You can tune also your partitions size if you work with RDD (which is not our case), since working with upper objects like Datasets helps us to automatically improve the shuffles performance. It is important to remember that Datasets execute all their internal operations on RDDs with the only difference being that users do not have to create these RDDs; rather, they are created in the execution plan in the last step, after deciding and passing all optimizations.

All these optimizations are possible because the data is structured and Spark knows its schema, so it can use all its features (Custom Memory Management and Catalyst optimiser) to achieve performance that would not be possible if users worked directly with RDDs.

Replace UDFs with SparkSQL functions

UDFs transform the values of a single row within a table to produce a single corresponding output value per row. You can find more information about how the UDFs work in the background here.

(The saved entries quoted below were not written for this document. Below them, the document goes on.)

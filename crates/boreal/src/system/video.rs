//! Video interface (VI).

use crate::system::{Event, System, mi::RcpInterrupt};

/// Cycles until the first vertical retrace after a reset.
pub const STARTUP_DELAY: u32 = 5000;

#[derive(Debug)]
pub struct Interface {
    /// Cycles between two vertical retraces.
    pub delay: u32,
    /// Absolute cycle count of the next retrace.
    pub next_vi: u32,
    /// Retraces since the last reset.
    pub counter: u32,
    /// Current field of an interlaced frame.
    pub field: bool,
}

impl Default for Interface {
    fn default() -> Self {
        Self {
            delay: STARTUP_DELAY,
            next_vi: STARTUP_DELAY,
            counter: 0,
            field: false,
        }
    }
}

impl System {
    /// Handles a vertical retrace: schedules the next one and signals the
    /// video interrupt line.
    pub fn vertical_retrace(&mut self) {
        self.video.field = !self.video.field;
        self.video.counter = self.video.counter.wrapping_add(1);

        self.video.next_vi = self.video.next_vi.wrapping_add(self.video.delay);
        self.schedule_absolute(Event::VerticalRetrace, self.video.next_vi);

        if let Some(callback) = &mut self.config.vsync_callback {
            callback();
        }

        self.signal_rcp_interrupt(RcpInterrupt::Video);
    }
}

The use of UDFs can affect the execution plan in a negative way since deserialization of the received objects is needed to process the data. Some of the multiple Spark SQL functions that the API provides us could be used to substitute these functions in cases where they can be translated without affecting the operation of the work.

Replacing UDFs is dangerous and must be treated with care as it may not lead to performance improvements. But it is a good exercise that will allow us to avoid future performance problems. The use of Spark SQL functions also reduces the effort in testing since these operations will be performed internally by Spark.

Data serialization

Serialization is defined as the process of converting an object in memory to another format that can be used to store in a file or send over the network. In Spark, deserialized representation is used for records in memory and serialized representation is used for records stored on disk or transferred over the network.

This operation is basic and very important since it directly affects the performance of any distributed application. The calculation becomes slower due to formats that take time to serialize or that consume a large amount of resources. There are two main serializations in Spark: Java and Kryo.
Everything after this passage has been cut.